**Task item:**
Report the lines of the data below that contain the string "PartialEq".

BEGIN Given records

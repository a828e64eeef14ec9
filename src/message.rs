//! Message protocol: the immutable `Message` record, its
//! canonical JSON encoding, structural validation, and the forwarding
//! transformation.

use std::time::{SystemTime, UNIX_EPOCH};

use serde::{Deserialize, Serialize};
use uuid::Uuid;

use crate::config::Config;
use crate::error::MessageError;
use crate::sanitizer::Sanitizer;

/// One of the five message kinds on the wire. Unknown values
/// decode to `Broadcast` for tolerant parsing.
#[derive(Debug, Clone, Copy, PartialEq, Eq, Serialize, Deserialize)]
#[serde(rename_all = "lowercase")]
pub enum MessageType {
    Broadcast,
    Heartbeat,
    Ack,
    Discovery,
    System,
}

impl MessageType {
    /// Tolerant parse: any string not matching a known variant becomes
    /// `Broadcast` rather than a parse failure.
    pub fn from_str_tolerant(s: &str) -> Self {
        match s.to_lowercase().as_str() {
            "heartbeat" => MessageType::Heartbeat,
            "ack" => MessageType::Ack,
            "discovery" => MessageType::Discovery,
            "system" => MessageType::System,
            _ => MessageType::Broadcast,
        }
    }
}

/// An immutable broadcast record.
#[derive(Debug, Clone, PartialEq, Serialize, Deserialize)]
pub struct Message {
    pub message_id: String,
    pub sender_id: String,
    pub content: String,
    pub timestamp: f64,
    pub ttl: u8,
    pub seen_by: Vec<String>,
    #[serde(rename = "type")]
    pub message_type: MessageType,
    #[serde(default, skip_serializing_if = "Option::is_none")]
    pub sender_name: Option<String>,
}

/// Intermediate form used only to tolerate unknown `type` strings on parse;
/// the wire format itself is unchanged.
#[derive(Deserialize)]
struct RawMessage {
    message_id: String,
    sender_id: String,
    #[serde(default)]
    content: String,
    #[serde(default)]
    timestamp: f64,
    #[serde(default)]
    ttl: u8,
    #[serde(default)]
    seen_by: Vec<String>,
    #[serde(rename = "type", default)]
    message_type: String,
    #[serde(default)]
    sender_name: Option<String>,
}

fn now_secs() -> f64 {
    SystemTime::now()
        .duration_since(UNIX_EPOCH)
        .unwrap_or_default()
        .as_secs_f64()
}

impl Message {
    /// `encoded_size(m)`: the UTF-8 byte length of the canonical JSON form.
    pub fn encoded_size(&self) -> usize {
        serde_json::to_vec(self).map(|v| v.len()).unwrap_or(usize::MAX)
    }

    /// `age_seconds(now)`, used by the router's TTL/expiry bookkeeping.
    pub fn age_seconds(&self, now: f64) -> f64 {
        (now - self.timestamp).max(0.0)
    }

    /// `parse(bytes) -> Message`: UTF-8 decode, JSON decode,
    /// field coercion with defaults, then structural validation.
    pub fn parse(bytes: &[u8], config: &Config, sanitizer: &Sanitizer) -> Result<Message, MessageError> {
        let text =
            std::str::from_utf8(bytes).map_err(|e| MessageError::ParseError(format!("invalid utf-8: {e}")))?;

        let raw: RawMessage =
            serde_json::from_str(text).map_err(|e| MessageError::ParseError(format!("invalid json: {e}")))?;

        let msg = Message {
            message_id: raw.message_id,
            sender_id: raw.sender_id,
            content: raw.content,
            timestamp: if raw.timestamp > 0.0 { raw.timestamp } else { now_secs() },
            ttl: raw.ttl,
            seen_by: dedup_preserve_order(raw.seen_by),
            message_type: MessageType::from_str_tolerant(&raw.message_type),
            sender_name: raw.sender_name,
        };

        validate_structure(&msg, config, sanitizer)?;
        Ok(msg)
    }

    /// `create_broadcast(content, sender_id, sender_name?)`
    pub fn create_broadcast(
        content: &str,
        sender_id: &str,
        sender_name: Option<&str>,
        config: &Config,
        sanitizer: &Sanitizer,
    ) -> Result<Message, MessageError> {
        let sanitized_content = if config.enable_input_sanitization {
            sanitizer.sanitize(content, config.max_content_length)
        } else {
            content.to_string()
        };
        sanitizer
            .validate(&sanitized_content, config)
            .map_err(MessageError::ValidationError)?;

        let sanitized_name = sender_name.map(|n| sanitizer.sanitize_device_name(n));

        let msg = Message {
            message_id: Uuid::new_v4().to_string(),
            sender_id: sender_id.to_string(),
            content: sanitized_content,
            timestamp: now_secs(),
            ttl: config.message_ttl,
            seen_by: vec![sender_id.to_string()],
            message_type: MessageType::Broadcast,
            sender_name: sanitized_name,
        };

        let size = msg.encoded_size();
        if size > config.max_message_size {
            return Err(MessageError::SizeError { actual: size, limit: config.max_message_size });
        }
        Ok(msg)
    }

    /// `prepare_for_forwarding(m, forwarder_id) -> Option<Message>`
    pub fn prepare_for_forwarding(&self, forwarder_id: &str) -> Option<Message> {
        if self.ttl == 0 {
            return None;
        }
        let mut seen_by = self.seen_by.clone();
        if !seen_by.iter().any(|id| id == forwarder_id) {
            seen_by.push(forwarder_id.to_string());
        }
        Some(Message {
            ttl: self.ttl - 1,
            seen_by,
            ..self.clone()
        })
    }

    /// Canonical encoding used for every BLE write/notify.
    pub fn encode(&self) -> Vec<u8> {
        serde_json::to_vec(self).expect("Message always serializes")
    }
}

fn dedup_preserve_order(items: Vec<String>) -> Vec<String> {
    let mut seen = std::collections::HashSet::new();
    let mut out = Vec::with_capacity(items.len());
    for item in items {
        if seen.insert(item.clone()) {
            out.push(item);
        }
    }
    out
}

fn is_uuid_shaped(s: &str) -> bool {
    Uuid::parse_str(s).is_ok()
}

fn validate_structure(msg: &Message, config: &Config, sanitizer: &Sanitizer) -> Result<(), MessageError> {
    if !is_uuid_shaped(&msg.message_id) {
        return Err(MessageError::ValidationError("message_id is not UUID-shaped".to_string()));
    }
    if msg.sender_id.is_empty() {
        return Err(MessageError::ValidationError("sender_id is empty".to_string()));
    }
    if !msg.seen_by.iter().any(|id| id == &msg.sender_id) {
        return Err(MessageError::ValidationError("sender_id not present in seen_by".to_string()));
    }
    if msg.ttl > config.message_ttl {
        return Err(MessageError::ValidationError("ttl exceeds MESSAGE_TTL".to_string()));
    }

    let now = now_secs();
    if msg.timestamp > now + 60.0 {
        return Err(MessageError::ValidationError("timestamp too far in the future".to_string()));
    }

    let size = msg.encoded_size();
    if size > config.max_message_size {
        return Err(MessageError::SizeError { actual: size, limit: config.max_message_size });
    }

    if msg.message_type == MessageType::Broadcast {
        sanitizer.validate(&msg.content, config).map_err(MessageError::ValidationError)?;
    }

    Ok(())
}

END Given records
BEGIN Given records

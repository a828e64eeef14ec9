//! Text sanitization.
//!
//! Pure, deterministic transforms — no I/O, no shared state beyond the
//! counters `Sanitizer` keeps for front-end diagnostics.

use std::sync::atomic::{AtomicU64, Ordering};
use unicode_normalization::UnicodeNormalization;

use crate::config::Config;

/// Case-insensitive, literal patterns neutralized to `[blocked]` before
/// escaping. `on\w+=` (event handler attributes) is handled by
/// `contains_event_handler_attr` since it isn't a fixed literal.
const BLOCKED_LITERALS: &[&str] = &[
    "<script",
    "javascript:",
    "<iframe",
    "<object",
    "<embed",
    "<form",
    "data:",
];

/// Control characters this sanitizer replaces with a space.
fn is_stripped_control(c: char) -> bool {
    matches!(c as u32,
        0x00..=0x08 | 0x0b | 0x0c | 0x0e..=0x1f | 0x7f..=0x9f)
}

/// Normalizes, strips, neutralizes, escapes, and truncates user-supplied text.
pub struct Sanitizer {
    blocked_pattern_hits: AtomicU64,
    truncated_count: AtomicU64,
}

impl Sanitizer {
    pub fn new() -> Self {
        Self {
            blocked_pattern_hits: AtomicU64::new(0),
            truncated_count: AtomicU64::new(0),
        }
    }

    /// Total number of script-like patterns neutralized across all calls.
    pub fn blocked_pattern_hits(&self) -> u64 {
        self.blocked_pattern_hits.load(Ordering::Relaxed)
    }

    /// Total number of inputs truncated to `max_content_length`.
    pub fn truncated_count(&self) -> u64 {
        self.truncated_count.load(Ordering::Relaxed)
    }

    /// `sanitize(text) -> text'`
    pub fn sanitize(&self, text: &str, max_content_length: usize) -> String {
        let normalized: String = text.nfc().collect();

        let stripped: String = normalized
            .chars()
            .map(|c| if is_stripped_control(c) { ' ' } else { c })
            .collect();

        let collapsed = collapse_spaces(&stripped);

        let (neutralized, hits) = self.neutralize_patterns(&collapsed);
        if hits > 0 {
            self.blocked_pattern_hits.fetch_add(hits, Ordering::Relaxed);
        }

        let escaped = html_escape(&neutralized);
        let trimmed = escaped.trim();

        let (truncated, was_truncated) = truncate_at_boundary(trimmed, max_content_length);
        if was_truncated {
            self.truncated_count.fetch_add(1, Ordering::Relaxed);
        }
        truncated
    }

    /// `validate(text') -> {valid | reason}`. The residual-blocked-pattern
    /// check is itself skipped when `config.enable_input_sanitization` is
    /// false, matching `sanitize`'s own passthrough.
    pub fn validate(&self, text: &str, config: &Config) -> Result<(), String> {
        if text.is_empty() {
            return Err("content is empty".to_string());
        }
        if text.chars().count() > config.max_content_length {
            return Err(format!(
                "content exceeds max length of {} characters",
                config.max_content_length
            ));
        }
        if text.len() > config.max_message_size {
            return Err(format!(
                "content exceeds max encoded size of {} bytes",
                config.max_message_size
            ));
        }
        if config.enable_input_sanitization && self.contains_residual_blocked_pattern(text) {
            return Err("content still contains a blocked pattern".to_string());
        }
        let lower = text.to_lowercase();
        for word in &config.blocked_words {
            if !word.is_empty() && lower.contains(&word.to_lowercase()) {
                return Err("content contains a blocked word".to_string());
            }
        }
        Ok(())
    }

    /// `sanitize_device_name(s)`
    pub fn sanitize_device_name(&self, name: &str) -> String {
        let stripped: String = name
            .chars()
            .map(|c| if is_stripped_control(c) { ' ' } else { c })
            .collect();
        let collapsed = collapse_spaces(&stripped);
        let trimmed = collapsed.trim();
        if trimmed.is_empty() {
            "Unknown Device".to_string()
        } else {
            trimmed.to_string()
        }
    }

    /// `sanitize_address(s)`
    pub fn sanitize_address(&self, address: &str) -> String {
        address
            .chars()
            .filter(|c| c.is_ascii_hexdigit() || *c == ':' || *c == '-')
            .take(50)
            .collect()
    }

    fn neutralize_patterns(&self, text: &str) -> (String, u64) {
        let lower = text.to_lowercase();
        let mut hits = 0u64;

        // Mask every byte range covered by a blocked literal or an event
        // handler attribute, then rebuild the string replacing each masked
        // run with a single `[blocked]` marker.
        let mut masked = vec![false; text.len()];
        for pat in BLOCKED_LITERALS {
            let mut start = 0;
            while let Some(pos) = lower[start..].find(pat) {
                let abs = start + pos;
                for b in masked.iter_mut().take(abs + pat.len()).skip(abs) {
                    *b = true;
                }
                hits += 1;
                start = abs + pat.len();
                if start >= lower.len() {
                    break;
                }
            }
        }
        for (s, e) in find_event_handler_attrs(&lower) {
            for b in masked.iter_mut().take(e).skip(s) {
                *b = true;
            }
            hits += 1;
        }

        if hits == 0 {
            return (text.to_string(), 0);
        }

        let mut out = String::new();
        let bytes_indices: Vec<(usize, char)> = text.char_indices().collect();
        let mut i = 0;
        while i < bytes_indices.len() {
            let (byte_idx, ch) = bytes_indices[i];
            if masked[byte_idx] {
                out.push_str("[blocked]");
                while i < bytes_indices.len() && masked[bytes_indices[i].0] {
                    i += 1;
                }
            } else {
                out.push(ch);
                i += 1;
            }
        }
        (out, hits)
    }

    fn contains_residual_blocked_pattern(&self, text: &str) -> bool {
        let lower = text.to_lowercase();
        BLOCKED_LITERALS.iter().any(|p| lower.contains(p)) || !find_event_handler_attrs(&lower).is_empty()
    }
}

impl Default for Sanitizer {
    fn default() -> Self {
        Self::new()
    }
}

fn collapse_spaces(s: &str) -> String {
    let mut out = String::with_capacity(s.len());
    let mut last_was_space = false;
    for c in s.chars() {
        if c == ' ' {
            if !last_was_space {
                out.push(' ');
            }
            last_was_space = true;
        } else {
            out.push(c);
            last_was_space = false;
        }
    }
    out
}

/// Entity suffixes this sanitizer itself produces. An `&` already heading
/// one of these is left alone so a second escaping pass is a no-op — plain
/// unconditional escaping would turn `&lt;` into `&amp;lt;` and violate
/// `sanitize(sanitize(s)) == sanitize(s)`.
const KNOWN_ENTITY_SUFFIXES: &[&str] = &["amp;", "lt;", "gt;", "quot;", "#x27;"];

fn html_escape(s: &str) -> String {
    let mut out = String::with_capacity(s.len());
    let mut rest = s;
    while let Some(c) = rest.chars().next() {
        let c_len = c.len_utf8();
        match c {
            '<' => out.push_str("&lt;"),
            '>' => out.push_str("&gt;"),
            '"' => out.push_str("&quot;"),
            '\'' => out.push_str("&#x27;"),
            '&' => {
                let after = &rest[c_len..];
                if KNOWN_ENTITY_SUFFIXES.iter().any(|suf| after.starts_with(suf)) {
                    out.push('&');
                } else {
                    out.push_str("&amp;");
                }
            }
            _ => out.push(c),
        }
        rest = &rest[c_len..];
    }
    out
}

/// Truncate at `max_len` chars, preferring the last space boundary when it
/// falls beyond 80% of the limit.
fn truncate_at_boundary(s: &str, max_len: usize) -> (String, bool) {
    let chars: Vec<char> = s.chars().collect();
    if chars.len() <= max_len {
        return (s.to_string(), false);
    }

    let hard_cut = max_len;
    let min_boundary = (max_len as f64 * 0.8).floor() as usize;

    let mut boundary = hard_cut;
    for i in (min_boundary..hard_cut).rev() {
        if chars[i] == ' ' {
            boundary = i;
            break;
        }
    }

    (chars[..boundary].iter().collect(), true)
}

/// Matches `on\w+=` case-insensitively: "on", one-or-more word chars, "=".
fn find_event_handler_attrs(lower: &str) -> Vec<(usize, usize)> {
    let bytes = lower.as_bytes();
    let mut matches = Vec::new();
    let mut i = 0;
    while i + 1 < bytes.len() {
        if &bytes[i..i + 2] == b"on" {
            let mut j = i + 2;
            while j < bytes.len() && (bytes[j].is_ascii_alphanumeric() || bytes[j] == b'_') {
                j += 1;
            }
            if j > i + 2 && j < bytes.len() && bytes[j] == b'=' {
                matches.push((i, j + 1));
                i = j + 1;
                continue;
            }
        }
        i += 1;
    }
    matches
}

END Given records
BEGIN Given records

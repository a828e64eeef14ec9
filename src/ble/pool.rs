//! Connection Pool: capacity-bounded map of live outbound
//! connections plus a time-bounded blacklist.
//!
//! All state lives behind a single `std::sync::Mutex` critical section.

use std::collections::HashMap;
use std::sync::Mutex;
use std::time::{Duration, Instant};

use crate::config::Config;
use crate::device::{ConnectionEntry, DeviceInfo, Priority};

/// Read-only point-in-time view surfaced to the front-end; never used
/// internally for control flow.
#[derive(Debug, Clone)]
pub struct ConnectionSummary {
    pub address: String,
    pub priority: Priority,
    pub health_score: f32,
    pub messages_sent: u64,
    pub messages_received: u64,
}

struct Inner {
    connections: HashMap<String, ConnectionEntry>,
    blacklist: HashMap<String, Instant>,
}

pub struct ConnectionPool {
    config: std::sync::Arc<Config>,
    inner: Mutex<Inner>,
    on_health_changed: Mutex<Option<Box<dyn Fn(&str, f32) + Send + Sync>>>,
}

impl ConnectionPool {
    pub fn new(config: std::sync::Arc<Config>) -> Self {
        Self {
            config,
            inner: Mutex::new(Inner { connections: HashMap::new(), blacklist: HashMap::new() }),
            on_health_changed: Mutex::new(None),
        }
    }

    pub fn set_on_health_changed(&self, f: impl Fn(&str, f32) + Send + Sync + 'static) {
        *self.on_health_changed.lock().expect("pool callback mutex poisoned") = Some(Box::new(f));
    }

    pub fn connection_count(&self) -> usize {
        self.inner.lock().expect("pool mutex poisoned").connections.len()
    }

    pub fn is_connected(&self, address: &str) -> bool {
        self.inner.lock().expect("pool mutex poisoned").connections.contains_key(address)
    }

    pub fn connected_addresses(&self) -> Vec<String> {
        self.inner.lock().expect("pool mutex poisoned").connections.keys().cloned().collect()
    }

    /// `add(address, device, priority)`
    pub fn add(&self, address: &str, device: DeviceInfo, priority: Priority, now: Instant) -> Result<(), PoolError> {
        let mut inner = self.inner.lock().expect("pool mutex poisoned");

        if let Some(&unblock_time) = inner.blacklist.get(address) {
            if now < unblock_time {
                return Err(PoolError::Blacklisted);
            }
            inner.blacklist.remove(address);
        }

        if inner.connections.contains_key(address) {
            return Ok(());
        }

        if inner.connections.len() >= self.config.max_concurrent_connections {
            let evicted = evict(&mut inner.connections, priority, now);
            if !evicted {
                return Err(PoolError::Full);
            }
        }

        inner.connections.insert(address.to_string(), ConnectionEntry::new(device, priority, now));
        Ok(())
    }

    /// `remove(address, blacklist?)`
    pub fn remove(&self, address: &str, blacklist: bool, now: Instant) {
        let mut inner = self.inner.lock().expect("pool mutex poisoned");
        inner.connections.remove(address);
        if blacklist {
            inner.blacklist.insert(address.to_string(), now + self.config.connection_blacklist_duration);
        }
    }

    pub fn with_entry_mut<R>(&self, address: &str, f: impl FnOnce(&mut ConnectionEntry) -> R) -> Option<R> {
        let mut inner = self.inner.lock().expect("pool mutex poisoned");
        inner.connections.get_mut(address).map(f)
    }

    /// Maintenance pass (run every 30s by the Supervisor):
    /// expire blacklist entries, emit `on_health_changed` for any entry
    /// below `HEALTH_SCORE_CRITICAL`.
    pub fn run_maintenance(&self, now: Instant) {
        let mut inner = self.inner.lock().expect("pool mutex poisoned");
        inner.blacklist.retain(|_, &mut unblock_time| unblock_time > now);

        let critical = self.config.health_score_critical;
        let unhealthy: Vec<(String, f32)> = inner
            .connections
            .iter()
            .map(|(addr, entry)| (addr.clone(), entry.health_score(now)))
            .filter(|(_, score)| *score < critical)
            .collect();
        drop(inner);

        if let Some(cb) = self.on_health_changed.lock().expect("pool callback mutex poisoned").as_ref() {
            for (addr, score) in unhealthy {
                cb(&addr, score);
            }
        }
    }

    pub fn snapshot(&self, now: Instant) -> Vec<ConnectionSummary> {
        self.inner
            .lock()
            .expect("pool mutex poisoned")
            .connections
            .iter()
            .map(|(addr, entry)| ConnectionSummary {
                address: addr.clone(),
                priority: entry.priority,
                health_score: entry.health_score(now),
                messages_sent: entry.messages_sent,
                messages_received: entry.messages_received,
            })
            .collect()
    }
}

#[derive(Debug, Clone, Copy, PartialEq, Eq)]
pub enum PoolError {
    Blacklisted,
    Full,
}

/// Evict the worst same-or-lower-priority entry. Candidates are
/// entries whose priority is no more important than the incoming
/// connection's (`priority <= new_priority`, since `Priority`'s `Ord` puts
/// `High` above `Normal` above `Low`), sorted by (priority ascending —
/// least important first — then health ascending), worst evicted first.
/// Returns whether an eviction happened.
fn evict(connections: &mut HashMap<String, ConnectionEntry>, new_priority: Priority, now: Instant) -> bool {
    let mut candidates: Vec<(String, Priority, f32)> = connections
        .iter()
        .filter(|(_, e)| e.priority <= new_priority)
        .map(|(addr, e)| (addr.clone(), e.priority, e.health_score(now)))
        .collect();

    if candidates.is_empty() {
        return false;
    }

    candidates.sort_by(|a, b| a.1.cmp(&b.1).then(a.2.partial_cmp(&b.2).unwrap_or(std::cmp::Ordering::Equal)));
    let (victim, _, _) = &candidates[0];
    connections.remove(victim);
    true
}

END Given records

**Exercise solution:**
#[derive(Debug, Clone, Copy, PartialEq, Eq, Serialize, Deserialize)]
#[derive(Debug, Clone, PartialEq, Serialize, Deserialize)]
#[derive(Debug, Clone, Copy, PartialEq, Eq)]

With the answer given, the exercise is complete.